▶ _WORK INSTRUCTIONS_:
Extract, unchanged, every line from the top of the material below through the line with "pub use value::Value;", and no more.
○ ○ ○ ○ ○
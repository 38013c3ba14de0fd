// SPDX-License-Identifier: GPL-3.0-or-later
// Copyright 2026 The Ruvi Authors

//! # Ruvi VM
//!
//! Embeddable virtual machine for RITE bytecode.
//!
//! This crate provides:
//! - A fixed-pool allocator serving all runtime allocation from one
//!   caller-supplied byte buffer
//! - A symbol interner mapping names to compact ids
//! - Reference-counted dynamic values and their heap object layouts
//! - A class/method registry with single-inheritance lookup
//! - A bytecode loader building pool-resident IREP trees
//! - A register-based interpreter with call frames, Proc invocation and
//!   exception unwinding
//! - A cooperative scheduler multiplexing tasks over one native thread
//! - A printf engine shared by `printf`, `sprintf` and value inspection
//!
//! The VM never allocates from the host: everything dynamic lives in the
//! pool, and the host talks to the runtime through the [`memory::Memory`],
//! [`console::Console`] and [`platform::Platform`] traits.

#![cfg_attr(not(any(test, feature = "std")), no_std)]

#[cfg(any(test, feature = "std"))]
extern crate std;

#[cfg(test)]
pub(crate) mod testutil;

pub mod builtins;
pub mod class;
pub mod console;
pub mod loader;
pub mod memory;
pub mod platform;
pub mod pool;
pub mod runtime;
pub mod symbol;
pub mod task;
pub mod types;
pub mod value;
pub mod vm;

// Re-export commonly used types at crate root
pub use runtime::Runtime;
pub use types::Addr;
pub use value::Value;

/// Crate version.
pub const VERSION: &str = env!("CARGO_PKG_VERSION");
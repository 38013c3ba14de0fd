// SPDX-License-Identifier: GPL-3.0-or-later
// Copyright 2026 The Ruvi Authors

//! Builtin method tests, driven over assembled images.

#![allow(clippy::unwrap_used, clippy::expect_used)]

use crate::testutil::{IrepBuilder, Lit, run_image};
use ruvi_rite::op;

#[test]
fn puts_with_no_arguments_prints_a_newline() {
    let mut b = IrepBuilder::new(10);
    let puts = b.sym("puts");
    b.op(&[op::SSEND, 1, puts, 0]);
    b.op(&[op::STOP]);
    assert_eq!(run_image(&b.image()).1, "\n");
}

#[test]
fn puts_flattens_arrays_one_per_line() {
    let mut b = IrepBuilder::new(10);
    let puts = b.sym("puts");
    b.op(&[op::LOADI_1, 2]);
    b.op(&[op::LOADI_2, 3]);
    b.op(&[op::ARRAY, 2, 2]);
    b.op(&[op::SSEND, 1, puts, 1]);
    b.op(&[op::STOP]);
    assert_eq!(run_image(&b.image()).1, "1\n2\n");
}

#[test]
fn puts_does_not_double_newlines() {
    let mut b = IrepBuilder::new(10);
    let nl = b.lit(Lit::Str("line\n"));
    let puts = b.sym("puts");
    b.op(&[op::STRING, 2, nl]);
    b.op(&[op::SSEND, 1, puts, 1]);
    b.op(&[op::STOP]);
    assert_eq!(run_image(&b.image()).1, "line\n");
}

#[test]
fn print_emits_no_newline() {
    let mut b = IrepBuilder::new(10);
    let a = b.lit(Lit::Str("a"));
    let print = b.sym("print");
    b.op(&[op::STRING, 2, a]);
    b.op(&[op::SSEND, 1, print, 1]);
    b.op(&[op::STRING, 2, a]);
    b.op(&[op::SSEND, 1, print, 1]);
    b.op(&[op::STOP]);
    assert_eq!(run_image(&b.image()).1, "aa");
}

#[test]
fn printf_formats_mixed_arguments() {
    let mut b = IrepBuilder::new(12);
    let fmt = b.lit(Lit::Str("%s=%05d (%.2f)\n"));
    let name = b.lit(Lit::Str("x"));
    let half = b.lit(Lit::Float(2.5));
    let printf = b.sym("printf");
    b.op(&[op::STRING, 2, fmt]);
    b.op(&[op::STRING, 3, name]);
    b.op(&[op::LOADI, 4, 42]);
    b.op(&[op::LOADL, 5, half]);
    b.op(&[op::SSEND, 1, printf, 4]);
    b.op(&[op::STOP]);
    let (clean, out) = run_image(&b.image());
    assert!(clean, "got: {out}");
    assert_eq!(out, "x=00042 (2.50)\n");
}

#[test]
fn sprintf_returns_a_string() {
    let mut b = IrepBuilder::new(12);
    let fmt = b.lit(Lit::Str("<%d>"));
    let sprintf = b.sym("sprintf");
    let puts = b.sym("puts");
    b.op(&[op::STRING, 2, fmt]);
    b.op(&[op::LOADI, 3, 7]);
    b.op(&[op::SSEND, 1, sprintf, 2]);
    b.op(&[op::MOVE, 2, 1]);
    b.op(&[op::SSEND, 1, puts, 1]);
    b.op(&[op::STOP]);
    let (clean, out) = run_image(&b.image());
    assert!(clean, "got: {out}");
    assert_eq!(out, "<7>\n");
}

#[test]
fn sprintf_round_trips_through_to_i() {
    let mut b = IrepBuilder::new(12);
    let fmt = b.lit(Lit::Str("%d"));
    let sprintf = b.sym("sprintf");
    let to_i = b.sym("to_i");
    let p = b.sym("p");
    let big = b.lit(Lit::Int64(-123_456_789));
    b.op(&[op::STRING, 2, fmt]);
    b.op(&[op::LOADL, 3, big]);
    b.op(&[op::SSEND, 1, sprintf, 2]);
    b.op(&[op::SEND, 1, to_i, 0]);
    b.op(&[op::MOVE, 2, 1]);
    b.op(&[op::SSEND, 1, p, 1]);
    b.op(&[op::STOP]);
    let (clean, out) = run_image(&b.image());
    assert!(clean, "got: {out}");
    assert_eq!(out, "-123456789\n");
}

#[test]
fn too_few_printf_arguments_raise() {
    let mut b = IrepBuilder::new(12);
    let fmt = b.lit(Lit::Str("%d %d"));
    let printf = b.sym("printf");
    b.op(&[op::STRING, 2, fmt]);
    b.op(&[op::LOADI_1, 3]);
    b.op(&[op::SSEND, 1, printf, 2]);
    b.op(&[op::STOP]);
    let (clean, out) = run_image(&b.image());
    assert!(!clean);
    assert!(out.contains("ArgumentError"), "got: {out}");
}

#[test]
fn class_and_kind_of() {
    let mut b = IrepBuilder::new(12);
    let class_sym = b.sym("class");
    let kind_sym = b.sym("kind_of?");
    let int_sym = b.sym("Integer");
    let p = b.sym("p");
    // p 1.class
    b.op(&[op::LOADI_1, 2]);
    b.op(&[op::SEND, 2, class_sym, 0]);
    b.op(&[op::SSEND, 1, p, 1]);
    // p 1.kind_of?(Integer)
    b.op(&[op::LOADI_1, 2]);
    b.op(&[op::GETCONST, 3, int_sym]);
    b.op(&[op::SEND, 2, kind_sym, 1]);
    b.op(&[op::SSEND, 1, p, 1]);
    b.op(&[op::STOP]);
    let (clean, out) = run_image(&b.image());
    assert!(clean, "got: {out}");
    assert_eq!(out, "Integer\ntrue\n");
}

#[test]
fn kind_of_with_a_non_class_raises_type_error() {
    let mut b = IrepBuilder::new(12);
    let kind_sym = b.sym("kind_of?");
    b.op(&[op::LOADI_1, 2]);
    b.op(&[op::LOADI_2, 3]);
    b.op(&[op::SEND, 2, kind_sym, 1]);
    b.op(&[op::STOP]);
    let (clean, out) = run_image(&b.image());
    assert!(!clean);
    assert!(out.contains("TypeError"), "got: {out}");
}

#[test]
fn object_id_is_stable_for_the_same_object() {
    let mut b = IrepBuilder::new(12);
    let oid = b.sym("object_id");
    let eq_sym = b.sym("==");
    let p = b.sym("p");
    let s = b.lit(Lit::Str("x"));
    b.op(&[op::STRING, 2, s]);
    // id twice from the same object, compare
    b.op(&[op::MOVE, 3, 2]);
    b.op(&[op::SEND, 3, oid, 0]);
    b.op(&[op::MOVE, 4, 2]);
    b.op(&[op::SEND, 4, oid, 0]);
    b.op(&[op::SEND, 3, eq_sym, 1]);
    b.op(&[op::MOVE, 5, 3]);
    b.op(&[op::SSEND, 4, p, 1]);
    b.op(&[op::STOP]);
    let (clean, out) = run_image(&b.image());
    assert!(clean, "got: {out}");
    assert_eq!(out, "true\n");
}

#[test]
fn to_s_and_inspect_differ_for_strings() {
    let mut b = IrepBuilder::new(12);
    let to_s = b.sym("to_s");
    let inspect = b.sym("inspect");
    let puts = b.sym("puts");
    let s = b.lit(Lit::Str("hi"));
    b.op(&[op::STRING, 2, s]);
    b.op(&[op::SEND, 2, to_s, 0]);
    b.op(&[op::SSEND, 1, puts, 1]);
    b.op(&[op::STRING, 2, s]);
    b.op(&[op::SEND, 2, inspect, 0]);
    b.op(&[op::SSEND, 1, puts, 1]);
    b.op(&[op::STOP]);
    let (clean, out) = run_image(&b.image());
    assert!(clean, "got: {out}");
    assert_eq!(out, "hi\n\"hi\"\n");
}

#[test]
fn string_to_i_and_to_f_parse_prefixes() {
    let mut b = IrepBuilder::new(12);
    let to_i = b.sym("to_i");
    let to_f = b.sym("to_f");
    let p = b.sym("p");
    let int_str = b.lit(Lit::Str("  -42abc"));
    let flt_str = b.lit(Lit::Str("2.5rest"));
    b.op(&[op::STRING, 2, int_str]);
    b.op(&[op::SEND, 2, to_i, 0]);
    b.op(&[op::SSEND, 1, p, 1]);
    b.op(&[op::STRING, 2, flt_str]);
    b.op(&[op::SEND, 2, to_f, 0]);
    b.op(&[op::SSEND, 1, p, 1]);
    b.op(&[op::STOP]);
    let (clean, out) = run_image(&b.image());
    assert!(clean, "got: {out}");
    assert_eq!(out, "-42\n2.5\n");
}

#[test]
fn numeric_conversions() {
    let mut b = IrepBuilder::new(12);
    let to_f = b.sym("to_f");
    let to_i = b.sym("to_i");
    let abs = b.sym("abs");
    let p = b.sym("p");
    let x = b.lit(Lit::Float(2.7));
    b.op(&[op::LOADI_3, 2]);
    b.op(&[op::SEND, 2, to_f, 0]);
    b.op(&[op::SSEND, 1, p, 1]);
    b.op(&[op::LOADL, 2, x]);
    b.op(&[op::SEND, 2, to_i, 0]);
    b.op(&[op::SSEND, 1, p, 1]);
    b.op(&[op::LOADINEG, 2, 9]);
    b.op(&[op::SEND, 2, abs, 0]);
    b.op(&[op::SSEND, 1, p, 1]);
    b.op(&[op::STOP]);
    let (clean, out) = run_image(&b.image());
    assert!(clean, "got: {out}");
    assert_eq!(out, "3.0\n2\n9\n");
}

#[test]
fn exception_message_falls_back_to_class_name() {
    let mut b = IrepBuilder::new(12);
    let new_sym = b.sym("new");
    let msg_sym = b.sym("message");
    let puts = b.sym("puts");
    let rte = b.sym("RuntimeError");
    b.op(&[op::GETCONST, 2, rte]);
    b.op(&[op::SEND, 2, new_sym, 0]);
    b.op(&[op::SEND, 2, msg_sym, 0]);
    b.op(&[op::SSEND, 1, puts, 1]);
    b.op(&[op::STOP]);
    let (clean, out) = run_image(&b.image());
    assert!(clean, "got: {out}");
    assert_eq!(out, "RuntimeError\n");
}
○ ○ ○ ○ ○
▶ _ANSWER FOR THE TASK_:
repository 38013c3ba14de0fd
// SPDX-License-Identifier: GPL-3.0-or-later
// Copyright 2026 The Ruvi Authors

//! # Ruvi VM
//!
//! Embeddable virtual machine for RITE bytecode.
//!
//! This crate provides:
//! - A fixed-pool allocator serving all runtime allocation from one
//!   caller-supplied byte buffer
//! - A symbol interner mapping names to compact ids
//! - Reference-counted dynamic values and their heap object layouts
//! - A class/method registry with single-inheritance lookup
//! - A bytecode loader building pool-resident IREP trees
//! - A register-based interpreter with call frames, Proc invocation and
//!   exception unwinding
//! - A cooperative scheduler multiplexing tasks over one native thread
//! - A printf engine shared by `printf`, `sprintf` and value inspection
//!
//! The VM never allocates from the host: everything dynamic lives in the
//! pool, and the host talks to the runtime through the [`memory::Memory`],
//! [`console::Console`] and [`platform::Platform`] traits.

#![cfg_attr(not(any(test, feature = "std")), no_std)]

#[cfg(any(test, feature = "std"))]
extern crate std;

#[cfg(test)]
pub(crate) mod testutil;

pub mod builtins;
pub mod class;
pub mod console;
pub mod loader;
pub mod memory;
pub mod platform;
pub mod pool;
pub mod runtime;
pub mod symbol;
pub mod task;
pub mod types;
pub mod value;
pub mod vm;

// Re-export commonly used types at crate root
pub use runtime::Runtime;
pub use types::Addr;
pub use value::Value;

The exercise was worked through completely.